"Computing Technology and Renaissance Studies"
A joint session of the Canadian Society for Renaissance Studies and the
Consortium for Computers in the Humanities at the 1998 Congress of the
Humanities and Social Sciences Federation of Canada, University of Ottawa,
Ottawa (May 28-30, 1998).
Reflecting larger societal trends, the past several years have seen a rise
in the importance of computing technology to our work; they have also seen
an increased recognition of the body of scholarly approaches and tools,
influenced by the electronic medium, that aid in one's teaching, study, and
research. The New Humanism, Project Gutenberg, the Electronic Renaissance:
nominal allusions abound that suggestively ally this late twentieth-century
movement with the print-oriented technological revolution in the period of
our study; urging that such comparison may not be not ill-founded are a
large number of valuable computing tools and resources available today to
Renaissance academics (and, of course, far beyond this group).
This session seeks to explore ways in which computing technology has added
and can add to the field of Renaissance studies.
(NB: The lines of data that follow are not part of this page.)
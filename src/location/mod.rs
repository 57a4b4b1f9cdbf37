//! Location search subsystem for Wayfinder.
//!
//! Merges a built-in gazetteer, a remote lookup API and a city store behind
//! one cached query surface for autocomplete and admin curation.

pub mod cache;
pub mod providers;
pub mod remote;
pub mod resolver;
pub mod store;
pub mod types;

#[cfg(test)]
pub(crate) mod testing;

pub use cache::{Clock, ManualClock, SystemClock};
pub use providers::{BuiltinGazetteer, NoRemote, PersistentGazetteer, RemoteGazetteer, StaticGazetteer};
pub use remote::HttpGazetteerClient;
pub use resolver::LocationResolver;
pub use store::{FileCityStore, PostgrestCityStore};
pub use types::{Coordinates, Country, Location, LocationError, NewCity, SearchParams, SearchResult};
Paper proposals assisting
in this exploration -- critical and scholarly work, discussions and
presentations of resources, and so forth -- may be sent (before November 15)
for consideration in this joint session to
Raymond Siemens
Department of English
University of Alberta
3-5 Humanities Centre
Edmonton, Alberta
T6G 2E5
Electronic Mail: [log in to unmask]
____
R.G. Siemens
Department of English, U of Alberta, Edmonton, Alberta, Canada. T6G 2E5.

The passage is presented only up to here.